• _Requirement_
Your job is to copy every line in the material containing the word "failed".

• _Data to examine_

//! Thin tree-manipulation layer over `markup5ever_rcdom`.
//!
//! The rcdom tree is a plain `Rc` graph: children live in a `RefCell<Vec<Handle>>` and parents
//! are weak links. Everything here keeps both directions consistent, and never holds a
//! `RefCell` borrow across a call that could re-enter user code.

use html5ever::serialize::{SerializeOpts, TraversalScope, serialize};
use html5ever::tendril::StrTendril;
use html5ever::{Attribute, LocalName, Namespace, Prefix, QualName};
use markup5ever_rcdom::{Handle, Node, NodeData, SerializableHandle};
use std::cell::RefCell;
use std::rc::Rc;

use crate::allowlist::{HTML_NAMESPACE, XLINK_NAMESPACE, XML_NAMESPACE, XMLNS_NAMESPACE};

pub fn parent(node: &Handle) -> Option<Handle> {
    let weak = node.parent.take();
    let parent = weak.as_ref().and_then(|w| w.upgrade());
    node.parent.set(weak);
    parent
}

pub fn index_in_parent(node: &Handle) -> Option<(Handle, usize)> {
    index_in_parent_near(node, None)
}

/// Like [`index_in_parent`], checking `hint` before scanning the sibling list.
pub fn index_in_parent_near(node: &Handle, hint: Option<usize>) -> Option<(Handle, usize)> {
    let parent = parent(node)?;
    let idx = {
        let children = parent.children.borrow();
        match hint.filter(|&i| children.get(i).is_some_and(|c| Rc::ptr_eq(c, node))) {
            Some(i) => i,
            None => children.iter().position(|c| Rc::ptr_eq(c, node))?,
        }
    };
    Some((parent, idx))
}

pub fn detach(node: &Handle) {
    detach_near(node, None);
}

/// Detaches `node`, trying `hint` as its child index first.
pub fn detach_near(node: &Handle, hint: Option<usize>) {
    if let Some((parent, idx)) = index_in_parent_near(node, hint) {
        parent.children.borrow_mut().remove(idx);
    }
    node.parent.set(None);
}

pub fn append_child(parent: &Handle, child: &Handle) {
    detach(child);
    child.parent.set(Some(Rc::downgrade(parent)));
    parent.children.borrow_mut().push(child.clone());
}

pub fn insert_child(parent: &Handle, index: usize, child: &Handle) {
    detach(child);
    child.parent.set(Some(Rc::downgrade(parent)));
    let mut children = parent.children.borrow_mut();
    let index = index.min(children.len());
    children.insert(index, child.clone());
}

pub fn first_child(node: &Handle) -> Option<Handle> {
    node.children.borrow().first().cloned()
}

pub fn child_at(node: &Handle, index: usize) -> Option<Handle> {
    node.children.borrow().get(index).cloned()
}

pub fn children(node: &Handle) -> Vec<Handle> {
    node.children.borrow().clone()
}

pub fn has_child_nodes(node: &Handle) -> bool {
    !node.children.borrow().is_empty()
}

pub fn first_element_child(node: &Handle) -> Option<Handle> {
    node.children
        .borrow()
        .iter()
        .find(|c| is_element(c))
        .cloned()
}

/// Appends every child of `from` to `to`, keeping their order.
pub fn move_children(from: &Handle, to: &Handle) {
    let moved = std::mem::take(&mut *from.children.borrow_mut());
    for child in &moved {
        child.parent.set(Some(Rc::downgrade(to)));
    }
    to.children.borrow_mut().extend(moved);
}

/// Moves `node`'s children to just after it, keeping their order. `hint` is tried as `node`'s
/// child index before scanning.
pub fn hoist_children(node: &Handle, hint: Option<usize>) {
    let Some((parent, idx)) = index_in_parent_near(node, hint) else {
        return;
    };
    let moved = std::mem::take(&mut *node.children.borrow_mut());
    for child in &moved {
        child.parent.set(Some(Rc::downgrade(&parent)));
    }
    parent
        .children
        .borrow_mut()
        .splice(idx + 1..idx + 1, moved);
}

pub fn is_element(node: &Handle) -> bool {
    matches!(node.data, NodeData::Element { .. })
}

pub fn qual_name(node: &Handle) -> Option<&QualName> {
    match &node.data {
        NodeData::Element { name, .. } => Some(name),
        _ => None,
    }
}

pub fn namespace_uri(node: &Handle) -> Option<&str> {
    qual_name(node).map(|n| &*n.ns)
}

/// Local name, lowercased. Empty for non-elements.
pub fn lc_local_name(node: &Handle) -> String {
    qual_name(node)
        .map(|n| n.local.to_ascii_lowercase().to_string())
        .unwrap_or_default()
}

/// DOM `nodeName`: the qualified element name or a `#`-prefixed pseudo name.
pub fn node_name(node: &Handle) -> String {
    match &node.data {
        NodeData::Element { name, .. } => qualified(name),
        NodeData::Text { .. } => "#text".to_string(),
        NodeData::Comment { .. } => "#comment".to_string(),
        NodeData::Document => "#document".to_string(),
        NodeData::Doctype { name, .. } => name.to_string(),
        NodeData::ProcessingInstruction { target, .. } => target.to_string(),
    }
}

pub fn qualified(name: &QualName) -> String {
    match &name.prefix {
        Some(prefix) => format!("{}:{}", prefix, name.local),
        None => name.local.to_string(),
    }
}

pub fn attr_qualified_name(attr: &Attribute) -> String {
    qualified(&attr.name)
}

pub fn attribute_count(node: &Handle) -> usize {
    match &node.data {
        NodeData::Element { attrs, .. } => attrs.borrow().len(),
        _ => 0,
    }
}

pub fn attribute_at(node: &Handle, index: usize) -> Option<Attribute> {
    match &node.data {
        NodeData::Element { attrs, .. } => attrs.borrow().get(index).cloned(),
        _ => None,
    }
}

/// Looks up an attribute by qualified name (ASCII case-insensitive for the HTML namespace).
pub fn get_attribute(node: &Handle, name: &str) -> Option<String> {
    let NodeData::Element { attrs, name: el, .. } = &node.data else {
        return None;
    };
    let fold = &*el.ns == HTML_NAMESPACE;
    attrs
        .borrow()
        .iter()
        .find(|a| names_match(&attr_qualified_name(a), name, fold))
        .map(|a| a.value.to_string())
}

/// Removes the first attribute with this qualified name, returning it and its former index.
pub fn remove_attribute(node: &Handle, name: &str) -> Option<(usize, Attribute)> {
    let NodeData::Element { attrs, name: el, .. } = &node.data else {
        return None;
    };
    let fold = &*el.ns == HTML_NAMESPACE;
    let mut attrs = attrs.borrow_mut();
    let idx = attrs
        .iter()
        .position(|a| names_match(&attr_qualified_name(a), name, fold))?;
    Some((idx, attrs.remove(idx)))
}

/// Sets an attribute, replacing an existing one in place or inserting at `index` (appending
/// when `None`).
pub fn set_attribute(node: &Handle, name: QualName, value: &str, index: Option<usize>) -> bool {
    let NodeData::Element { attrs, .. } = &node.data else {
        return false;
    };
    let mut attrs = attrs.borrow_mut();
    let value = StrTendril::from_slice(value);
    if let Some(existing) = attrs.iter_mut().find(|a| a.name == name) {
        existing.value = value;
        return true;
    }
    let attr = Attribute { name, value };
    match index {
        Some(i) => {
            let i = i.min(attrs.len());
            attrs.insert(i, attr);
        }
        None => attrs.push(attr),
    }
    true
}

fn names_match(a: &str, b: &str, fold: bool) -> bool {
    if fold { a.eq_ignore_ascii_case(b) } else { a == b }
}

/// Builds an attribute name the way `setAttributeNS`/`setAttribute` would, or `None` when the
/// name is not a valid XML name.
pub fn attribute_qual_name(qualified: &str, namespace: &str) -> Option<QualName> {
    if !is_valid_attribute_name(qualified) {
        return None;
    }
    match qualified.split_once(':') {
        Some((prefix, local)) if !namespace.is_empty() => {
            let expected = match prefix {
                "xlink" => XLINK_NAMESPACE,
                "xml" => XML_NAMESPACE,
                "xmlns" => XMLNS_NAMESPACE,
                _ => namespace,
            };
            if expected != namespace {
                return None;
            }
            Some(QualName::new(
                Some(Prefix::from(prefix)),
                Namespace::from(namespace),
                LocalName::from(local),
            ))
        }
        _ => Some(QualName::new(
            None,
            Namespace::from(""),
            LocalName::from(qualified),
        )),
    }
}

/// Mirrors the name check `setAttribute` performs before accepting a name.
pub fn is_valid_attribute_name(name: &str) -> bool {
    if name.is_empty() || name.starts_with(':') || name.ends_with(':') {
        return false;
    }
    !name.chars().any(|c| {
        c.is_whitespace() || c.is_control() || matches!(c, '"' | '\'' | '>' | '/' | '=' | '<')
    })
}

pub fn text_of(node: &Handle) -> Option<String> {
    match &node.data {
        NodeData::Text { contents } => Some(contents.borrow().to_string()),
        _ => None,
    }
}

pub fn set_text(node: &Handle, text: &str) {
    if let NodeData::Text { contents } = &node.data {
        *contents.borrow_mut() = StrTendril::from_slice(text);
    }
}

/// DOM `textContent`: text/comment data for character nodes, concatenated descendant text for
/// elements and fragments.
pub fn text_content(node: &Handle) -> String {
    match &node.data {
        NodeData::Text { contents } => contents.borrow().to_string(),
        NodeData::Comment { contents } => contents.to_string(),
        NodeData::ProcessingInstruction { contents, .. } => contents.to_string(),
        NodeData::Doctype { .. } => String::new(),
        NodeData::Element { .. } | NodeData::Document => {
            let mut out = String::new();
            collect_text(node, &mut out);
            out
        }
    }
}

fn collect_text(node: &Handle, out: &mut String) {
    let mut stack: Vec<Handle> = children(node).into_iter().rev().collect();
    while let Some(next) = stack.pop() {
        match &next.data {
            NodeData::Text { contents } => out.push_str(&contents.borrow()),
            NodeData::Element { .. } => stack.extend(children(&next).into_iter().rev()),
            _ => {}
        }
    }
}

pub fn template_contents(node: &Handle) -> Option<Handle> {
    match &node.data {
        NodeData::Element {
            template_contents, ..
        } => template_contents.borrow().clone(),
        _ => None,
    }
}

pub fn new_element(name: QualName) -> Handle {
    let is_template = &*name.ns == HTML_NAMESPACE && &*name.local == "template";
    Node::new(NodeData::Element {
        name,
        attrs: RefCell::new(Vec::new()),
        template_contents: RefCell::new(is_template.then(new_fragment)),
        mathml_annotation_xml_integration_point: false,
    })
}

pub fn new_html_element(local: &str) -> Handle {
    new_element(QualName::new(
        None,
        Namespace::from(HTML_NAMESPACE),
        LocalName::from(local),
    ))
}

pub fn new_text(text: &str) -> Handle {
    Node::new(NodeData::Text {
        contents: RefCell::new(StrTendril::from_slice(text)),
    })
}

pub fn new_comment(text: &str) -> Handle {
    Node::new(NodeData::Comment {
        contents: StrTendril::from_slice(text),
    })
}

/// A parentless container standing in for a `DocumentFragment`.
pub fn new_fragment() -> Handle {
    Node::new(NodeData::Document)
}

/// Deep copy of a subtree (including template contents), detached from any parent.
pub fn deep_clone(node: &Handle) -> Handle {
    let copy = shallow_clone(node);
    let mut pending = vec![(node.clone(), copy.clone())];
    while let Some((from, to)) = pending.pop() {
        if let (Some(src), Some(dst)) = (template_contents(&from), template_contents(&to)) {
            pending.push((src, dst));
        }
        for child in children(&from) {
            let child_copy = shallow_clone(&child);
            append_child(&to, &child_copy);
            pending.push((child, child_copy));
        }
    }
    copy
}

/// Copies a node without its children. Template contents become an empty fragment.
fn shallow_clone(node: &Handle) -> Handle {
    let data = match &node.data {
        NodeData::Document => NodeData::Document,
        NodeData::Doctype {
            name,
            public_id,
            system_id,
        } => NodeData::Doctype {
            name: name.clone(),
            public_id: public_id.clone(),
            system_id: system_id.clone(),
        },
        NodeData::Text { contents } => NodeData::Text {
            contents: RefCell::new(contents.borrow().clone()),
        },
        NodeData::Comment { contents } => NodeData::Comment {
            contents: contents.clone(),
        },
        NodeData::ProcessingInstruction { target, contents } => {
            NodeData::ProcessingInstruction {
                target: target.clone(),
                contents: contents.clone(),
            }
        }
        NodeData::Element {
            name,
            attrs,
            template_contents,
            mathml_annotation_xml_integration_point,
        } => NodeData::Element {
            name: name.clone(),
            attrs: RefCell::new(attrs.borrow().clone()),
            template_contents: RefCell::new(
                template_contents.borrow().as_ref().map(|_| new_fragment()),
            ),
            mathml_annotation_xml_integration_point: *mathml_annotation_xml_integration_point,
        },
    };
    Node::new(data)
}

/// Moves template contents back into the element's child list so the serializer emits them.
pub fn flatten_template_contents(node: &Handle) {
    let mut stack = vec![node.clone()];
    while let Some(next) = stack.pop() {
        if let Some(contents) = template_contents(&next) {
            move_children(&contents, &next);
        }
        stack.extend(children(&next));
    }
}

pub fn inner_html(node: &Handle) -> String {
    serialize_with(node, TraversalScope::ChildrenOnly(None))
}

pub fn outer_html(node: &Handle) -> String {
    if matches!(node.data, NodeData::Document) {
        return inner_html(node);
    }
    serialize_with(node, TraversalScope::IncludeNode)
}

fn serialize_with(node: &Handle, scope: TraversalScope) -> String {
    let mut buf = Vec::new();
    let opts = SerializeOpts {
        traversal_scope: scope,
        ..Default::default()
    };
    let handle: SerializableHandle = node.clone().into();
    if let Err(err) = serialize(&mut buf, &handle, opts) {
        tracing::warn!(error = %err, "serialization into memory buffer failed");
    }
    String::from_utf8_lossy(&buf).into_owned()
}
use crate::*;
use std::cell::RefCell;
use std::rc::Rc;

#[test]
fn attribute_hook_can_force_keep() {
    let mut s = Sanitizer::new();
    s.add_hook(
        HookPoint::UponSanitizeAttribute,
        Hook::attribute(|_, event, _| {
            if event.attr_name == "onclick" {
                event.force_keep_attr = true;
            }
            Ok(())
        }),
    )
    .unwrap();
    assert_eq!(
        s.sanitize_str(r#"<b onclick="x" onmouseover="y">z</b>"#).unwrap(),
        r#"<b onclick="x">z</b>"#
    );
}

#[test]
fn attribute_hook_can_drop_or_rewrite() {
    let mut s = Sanitizer::new();
    s.add_hook(
        HookPoint::UponSanitizeAttribute,
        Hook::attribute(|_, event, _| {
            match event.attr_name.as_str() {
                "title" => event.keep_attr = false,
                "href" => event.attr_value = "https://safe.example".to_string(),
                _ => {}
            }
            Ok(())
        }),
    )
    .unwrap();
    assert_eq!(
        s.sanitize_str(r#"<a title="t" href="javascript:x">y</a>"#).unwrap(),
        r#"<a href="https://safe.example">y</a>"#
    );
}

#[test]
fn element_hook_sees_every_node_in_order() {
    let seen = Rc::new(RefCell::new(Vec::new()));
    let sink = seen.clone();
    let mut s = Sanitizer::new();
    s.add_hook(
        HookPoint::UponSanitizeElement,
        Hook::element(move |_, event, _| {
            sink.borrow_mut().push(event.tag_name.to_string());
            Ok(())
        }),
    )
    .unwrap();
    s.sanitize_str("<p><b>x</b></p>").unwrap();
    assert_eq!(*seen.borrow(), ["body", "p", "b", "#text"]);
}

fn tag_override(tag: &'static str, allow: bool) -> Hook {
    Hook::element(move |_, event, _| {
        if event.tag_name == tag {
            event.allow_tag = Some(allow);
        }
        Ok(())
    })
}

#[test]
fn element_hook_can_override_the_allow_list() {
    let mut s = Sanitizer::new();
    s.add_hook(HookPoint::UponSanitizeElement, tag_override("x-note", true))
        .unwrap();
    s.add_hook(HookPoint::UponSanitizeElement, tag_override("b", false))
        .unwrap();
    assert_eq!(
        s.sanitize_str("<x-note>hi</x-note><b>x</b><i>y</i>").unwrap(),
        "<x-note>hi</x-note>x<i>y</i>"
    );
    assert_eq!(s.sanitize_str("<y-note>hi</y-note>").unwrap(), "hi");
}

#[test]
fn forbidden_tags_beat_an_element_hook_override() {
    let mut s = Sanitizer::new();
    s.add_hook(HookPoint::UponSanitizeElement, tag_override("x-note", true))
        .unwrap();
    let opts = SanitizeOptions::from_value(serde_json::json!({"FORBID_TAGS": ["x-note"]}));
    assert_eq!(
        s.sanitize_with("<x-note>hi</x-note>", &opts).unwrap(),
        "hi"
    );
}

#[test]
fn document_hooks_bracket_the_walk() {
    let calls = Rc::new(RefCell::new(Vec::new()));
    let mut s = Sanitizer::new();
    for point in [
        HookPoint::BeforeSanitizeDocument,
        HookPoint::AfterSanitizeDocument,
    ] {
        let sink = calls.clone();
        s.add_hook(
            point,
            Hook::node(move |node, _| {
                sink.borrow_mut()
                    .push(format!("{point}:{}", dom::node_name(node)));
                Ok(())
            }),
        )
        .unwrap();
    }
    s.sanitize_str("<b>x</b>").unwrap();
    assert_eq!(
        *calls.borrow(),
        ["beforeSanitizeDocument:body", "afterSanitizeDocument:body"]
    );
}

#[test]
fn shadow_hooks_cover_template_contents() {
    let seen = Rc::new(RefCell::new(Vec::new()));
    let mut s = Sanitizer::new();
    for point in [
        HookPoint::BeforeSanitizeShadowDom,
        HookPoint::UponSanitizeShadowNode,
        HookPoint::AfterSanitizeShadowDom,
    ] {
        let sink = seen.clone();
        s.add_hook(
            point,
            Hook::node(move |node, _| {
                sink.borrow_mut()
                    .push(format!("{}:{}", point.name(), dom::node_name(node)));
                Ok(())
            }),
        )
        .unwrap();
    }
    s.sanitize_str("<p>a</p><template><b>t</b></template>")
        .unwrap();
    assert_eq!(
        *seen.borrow(),
        [
            "beforeSanitizeShadowDOM:#document",
            "uponSanitizeShadowNode:b",
            "uponSanitizeShadowNode:#text",
            "afterSanitizeShadowDOM:#document",
        ]
    );
}

#[test]
fn hook_errors_abort_the_call() {
    let mut s = Sanitizer::new();
    s.add_hook(
        HookPoint::BeforeSanitizeElements,
        Hook::node(|node, _| {
            if dom::node_name(node) == "i" {
                return Err("no italics".into());
            }
            Ok(())
        }),
    )
    .unwrap();
    let err = s.sanitize_str("<b>x</b><i>y</i>").unwrap_err();
    assert!(matches!(
        err,
        Error::Hook {
            point: HookPoint::BeforeSanitizeElements,
            ..
        }
    ));
    assert_eq!(err.to_string(), "beforeSanitizeElements hook failed: no italics");
}

#[test]
fn hooks_must_match_the_point_kind() {
    let mut s = Sanitizer::new();
    let err = s
        .add_hook(HookPoint::UponSanitizeAttribute, Hook::node(|_, _| Ok(())))
        .unwrap_err();
    assert!(matches!(err, Error::HookKindMismatch { .. }));
    assert!(s.hooks().is_empty());
}

#[test]
fn removing_hooks() {
    let mut s = Sanitizer::new();
    let point = HookPoint::AfterSanitizeAttributes;
    s.add_hook(point, Hook::node(|_, _| Ok(()))).unwrap();
    s.add_hook(point, Hook::node(|_, _| Err("second".into())))
        .unwrap();
    assert_eq!(s.hooks().len(point), 2);

    // The most recent one goes first.
    assert!(s.remove_hook(point).is_some());
    assert_eq!(s.sanitize_str("<b>x</b>").unwrap(), "<b>x</b>");

    s.remove_hooks(point);
    assert!(s.remove_hook(point).is_none());

    s.add_hook(point, Hook::node(|_, _| Ok(()))).unwrap();
    s.remove_all_hooks();
    assert!(s.hooks().is_empty());
}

• _Answer box_
        tracing::warn!(error = %err, "serialization into memory buffer failed");
    assert_eq!(err.to_string(), "beforeSanitizeElements hook failed: no italics");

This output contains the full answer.